Dive Brief:
- Employers are often stunned to learn the extent to which wellness programs have become regulated, according to an article from McNees, Wallace and Nurick, an employment law firm.
- Basic wellness programs need to comply with at least four federal laws: the Americans with Disabilities Act ("ADA"), the Genetic Information Nondiscrimination Act ("GINA"), the Health Insurance Portability and Accountability Act ("HIPAA") and the Affordable Care Act ("ACA").
- Several key compliance questions regarding the operation of wellness programs remain unanswered, and two of these laws arguably contradict each other when it comes to wellness programs, writes Eric Athey, co-chair of the firm's Labor and Employment Group.
Dive Insight:
Key regulations issued by the EEOC governing the application of the ADA to employer wellness programs remain in only "proposed" form. Also, several important issues involving wellness plan designs are currently being battled out in federal courts. Athey outlines several of the complications in his article, mainly in the area of rewards and incentives.

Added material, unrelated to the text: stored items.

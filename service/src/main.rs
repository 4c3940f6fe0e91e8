use dotenvy::dotenv;
use service::api::http_routes::{routes, AppState};
use service::config::Settings;
use service::infrastructure::gateways::fake_fx_converter::FakeFxConverter;
use service::infrastructure::gateways::fake_payment_provider::FakePaymentProvider;
use service::infrastructure::gateways::http_payment_provider::HttpPaymentProvider;
use service::infrastructure::uow::SqlxUnitOfWork;
use service::infrastructure::{self as service_infra};
use sqlx::postgres::PgPoolOptions;
use std::env;
use std::sync::Arc;
use tracing::info;
use tracing_subscriber::FmtSubscriber;
use txn_core::bus::EventBus;
use txn_core::contracts::fx_converter::FxConverter;
use txn_core::contracts::payment_provider::PaymentProvider;
use txn_core::idempotency::IdempotencyTracker;
use txn_core::uow::UnitOfWork;
use txn_core::wiring::Dependencies;
use utoipa::OpenApi;
use utoipa_swagger_ui::SwaggerUi;

#[derive(OpenApi)]
#[openapi(components(schemas(
    service::api::http_routes::DepositRequest,
    service::api::http_routes::WithdrawalRequest,
    service::api::http_routes::TransferRequest,
    service::api::http_routes::PaymentWebhook
)))]
struct ApiDoc;

#[tokio::main]
async fn main() -> Result<(), Box<dyn std::error::Error>> {
    dotenv().ok();

    let subscriber = FmtSubscriber::builder()
        .with_max_level(tracing::Level::INFO)
        .finish();
    tracing::subscriber::set_global_default(subscriber).expect("setting default subscriber failed");

    info!("Starting transaction workflow service...");

    let settings = Settings::from_env();

    let pool = PgPoolOptions::new()
        .max_connections(5)
        .connect(&settings.database_url)
        .await?;

    info!("Connected to database");

    sqlx::migrate!("./migrations").run(&pool).await?;

    let uow: Arc<dyn UnitOfWork> = Arc::new(SqlxUnitOfWork::new(pool));

    let payment_provider: Arc<dyn PaymentProvider> = match env::var("PAYMENT_PROVIDER_API_KEY") {
        Ok(api_key) => Arc::new(HttpPaymentProvider::new(
            settings.payment_provider_base_url.clone(),
            api_key,
        )),
        Err(_) => {
            info!("PAYMENT_PROVIDER_API_KEY not set, using fake payment provider");
            Arc::new(FakePaymentProvider::new())
        }
    };

    let fx_converter: Arc<dyn FxConverter> = Arc::new(FakeFxConverter::new());

    let bus = EventBus::new();
    let tracker = Arc::new(IdempotencyTracker::from_config(
        settings.core.idempotency_enabled,
        settings.core.idempotency_ttl,
    ));
    let deps = Dependencies {
        uow: uow.clone(),
        payment_provider,
    };
    service_infra::register_all(&bus, &deps, tracker, fx_converter);

    let app_state = Arc::new(AppState { bus, uow });

    let app = routes(app_state)
        .merge(SwaggerUi::new("/swagger-ui").url("/api-docs/openapi.json", ApiDoc::openapi()));

    let addr = settings.addr();
    info!("Listening on {addr}");

    let listener = tokio::net::TcpListener::bind(&addr).await?;
    axum::serve(listener, app).await?;

    Ok(())
}
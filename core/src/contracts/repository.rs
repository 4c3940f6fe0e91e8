use crate::entities::{Account, MoneySource, Transaction, TransactionStatus, User};
use crate::error::CoreError;
use async_trait::async_trait;
use common::ids::{AccountId, PaymentId, TransactionId, UserId};
use common::money::Money;
use rust_decimal::Decimal;

/// Partial-update descriptor for `Account`. Each field is an explicit
/// `Option`: `None` leaves the column untouched, `Some(value)` sets it.
/// Replaces the source's nullable-pointer-per-column convention.
#[derive(Debug, Clone, Default)]
pub struct AccountUpdate {
    pub balance: Option<Money>,
    pub stripe_connect_account_id: Option<Option<String>>,
}

/// Partial-update descriptor for `Transaction`.
#[derive(Debug, Clone, Default)]
pub struct TransactionUpdate {
    pub status: Option<TransactionStatus>,
    pub payment_id: Option<Option<PaymentId>>,
    pub amount: Option<Money>,
    pub fee: Option<Option<Money>>,
    pub original_amount: Option<Option<Money>>,
    pub original_currency: Option<Option<String>>,
    pub converted_amount: Option<Option<Money>>,
    pub conversion_rate: Option<Option<Decimal>>,
    pub target_currency: Option<Option<String>>,
    pub external_target_masked: Option<Option<String>>,
}

/// Partial-update descriptor for `User`.
#[derive(Debug, Clone, Default)]
pub struct UserUpdate {
    pub stripe_connect_account_id: Option<Option<String>>,
}

#[derive(Debug, Clone)]
pub struct NewTransaction {
    pub user_id: UserId,
    pub account_id: AccountId,
    pub amount: Money,
    pub money_source: MoneySource,
}

#[async_trait]
pub trait AccountRepository: Send + Sync {
    async fn get(&self, id: AccountId) -> Result<Option<Account>, CoreError>;
    async fn update(&self, id: AccountId, update: AccountUpdate) -> Result<Account, CoreError>;
    async fn list_by_user(&self, user_id: UserId) -> Result<Vec<Account>, CoreError>;
}

#[async_trait]
pub trait TransactionRepository: Send + Sync {
    async fn create(&self, new_transaction: NewTransaction) -> Result<Transaction, CoreError>;
    async fn update(
        &self,
        id: TransactionId,
        update: TransactionUpdate,
    ) -> Result<Transaction, CoreError>;
    async fn get(&self, id: TransactionId) -> Result<Option<Transaction>, CoreError>;
    async fn list_by_user(&self, user_id: UserId) -> Result<Vec<Transaction>, CoreError>;
    async fn list_by_account(&self, account_id: AccountId) -> Result<Vec<Transaction>, CoreError>;
    async fn get_by_payment_id(&self, payment_id: PaymentId)
        -> Result<Option<Transaction>, CoreError>;

    /// Inserts a new transaction bound to `payment_id` if none exists yet,
    /// otherwise updates the existing one. Used by the webhook path when a
    /// `Payment.Processed` event arrives for a transaction the core never
    /// persisted locally.
    async fn upsert_by_payment_id(
        &self,
        payment_id: PaymentId,
        new_transaction: NewTransaction,
        status: TransactionStatus,
    ) -> Result<Transaction, CoreError>;
}

#[async_trait]
pub trait UserRepository: Send + Sync {
    async fn get(&self, id: UserId) -> Result<Option<User>, CoreError>;
    async fn update(&self, id: UserId, update: UserUpdate) -> Result<User, CoreError>;
}
use std::env;
use std::time::Duration;

/// Configuration the core reads to parameterize idempotency and the fee
/// engine. Values come from environment variables already loaded by the
/// process (the service binary loads `.env` via `dotenvy` before calling
/// `from_env`); the core itself never touches the filesystem.
#[derive(Debug, Clone)]
pub struct CoreConfig {
    pub idempotency_enabled: bool,
    pub idempotency_ttl: Option<Duration>,
    pub default_currency: String,
    pub fee_provider_default: String,
}

impl Default for CoreConfig {
    fn default() -> Self {
        Self {
            idempotency_enabled: true,
            idempotency_ttl: Some(Duration::from_secs(24 * 60 * 60)),
            default_currency: "USD".to_string(),
            fee_provider_default: "stripe".to_string(),
        }
    }
}

impl CoreConfig {
    pub fn from_env() -> Self {
        let defaults = Self::default();

        let idempotency_enabled = env::var("IDEMPOTENCY_ENABLED")
            .ok()
            .and_then(|v| v.parse().ok())
            .unwrap_or(defaults.idempotency_enabled);

        let idempotency_ttl = match env::var("IDEMPOTENCY_TTL_SECONDS") {
            Ok(raw) if raw.eq_ignore_ascii_case("none") => None,
            Ok(raw) => raw
                .parse::<u64>()
                .ok()
                .map(Duration::from_secs)
                .or(defaults.idempotency_ttl),
            Err(_) => defaults.idempotency_ttl,
        };

        let default_currency =
            env::var("DEFAULT_CURRENCY").unwrap_or(defaults.default_currency);

        let fee_provider_default =
            env::var("FEE_PROVIDER_DEFAULT").unwrap_or(defaults.fee_provider_default);

        Self {
            idempotency_enabled,
            idempotency_ttl,
            default_currency,
            fee_provider_default,
        }
    }
}

#[cfg(test)]
mod tests {
    use super::*;

    #[test]
    fn defaults_enable_idempotency_with_a_one_day_ttl() {
        let config = CoreConfig::default();
        assert!(config.idempotency_enabled);
        assert_eq!(config.idempotency_ttl, Some(Duration::from_secs(86_400)));
        assert_eq!(config.default_currency, "USD");
    }
}
use async_trait::async_trait;
use common::ids::{AccountId, UserId};
use txn_core::contracts::repository::{AccountRepository, AccountUpdate};
use txn_core::entities::Account;
use txn_core::error::CoreError;

use super::models::AccountModel;
use crate::infrastructure::uow::SharedTx;

/// `AccountRepository` scoped to a single in-flight `sqlx::Postgres`
/// transaction, shared with whichever other repositories the same unit
/// of work opened.
pub struct PostgresAccountRepository {
    tx: SharedTx,
}

impl PostgresAccountRepository {
    pub fn new(tx: SharedTx) -> Self {
        Self { tx }
    }
}

#[async_trait]
impl AccountRepository for PostgresAccountRepository {
    async fn get(&self, id: AccountId) -> Result<Option<Account>, CoreError> {
        let mut guard = self.tx.lock().await;
        let model = sqlx::query_as::<_, AccountModel>(
            r#"
            SELECT id, user_id, balance_minor, currency, created_at, updated_at, stripe_connect_account_id
            FROM accounts
            WHERE id = $1
            "#,
        )
        .bind(id)
        .fetch_optional(&mut **guard)
        .await
        .map_err(|e| CoreError::Transient(e.to_string()))?;

        model.map(Account::try_from).transpose()
    }

    async fn update(&self, id: AccountId, update: AccountUpdate) -> Result<Account, CoreError> {
        let mut guard = self.tx.lock().await;

        let model = sqlx::query_as::<_, AccountModel>(
            r#"
            UPDATE accounts
            SET balance_minor = COALESCE($2, balance_minor),
                currency = COALESCE($3, currency),
                stripe_connect_account_id = CASE WHEN $4 THEN $5 ELSE stripe_connect_account_id END,
                updated_at = now()
            WHERE id = $1
            RETURNING id, user_id, balance_minor, currency, created_at, updated_at, stripe_connect_account_id
            "#,
        )
        .bind(id)
        .bind(update.balance.map(|m| m.amount()))
        .bind(update.balance.map(|m| m.currency()))
        .bind(update.stripe_connect_account_id.is_some())
        .bind(update.stripe_connect_account_id.flatten())
        .fetch_optional(&mut **guard)
        .await
        .map_err(|e| CoreError::Transient(e.to_string()))?
        .ok_or_else(|| CoreError::NotFound(format!("account {id}")))?;

        Account::try_from(model)
    }

    async fn list_by_user(&self, user_id: UserId) -> Result<Vec<Account>, CoreError> {
        let mut guard = self.tx.lock().await;
        let models = sqlx::query_as::<_, AccountModel>(
            r#"
            SELECT id, user_id, balance_minor, currency, created_at, updated_at, stripe_connect_account_id
            FROM accounts
            WHERE user_id = $1
            ORDER BY created_at ASC
            "#,
        )
        .bind(user_id)
        .fetch_all(&mut **guard)
        .await
        .map_err(|e| CoreError::Transient(e.to_string()))?;

        models.into_iter().map(Account::try_from).collect()
    }
}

In other words, Athey writes, wellness program law is still developing, and employers considering wellness programs must understand the areas in which some uncertainty remains. Each of the laws affecting these programs raises a number of considerations, he writes. And as seemingly benign as workplace wellness initiatives may seem on the surface, employers considering a wellness program for the first time should consult counsel first, especially with the muddled legal situation that exists.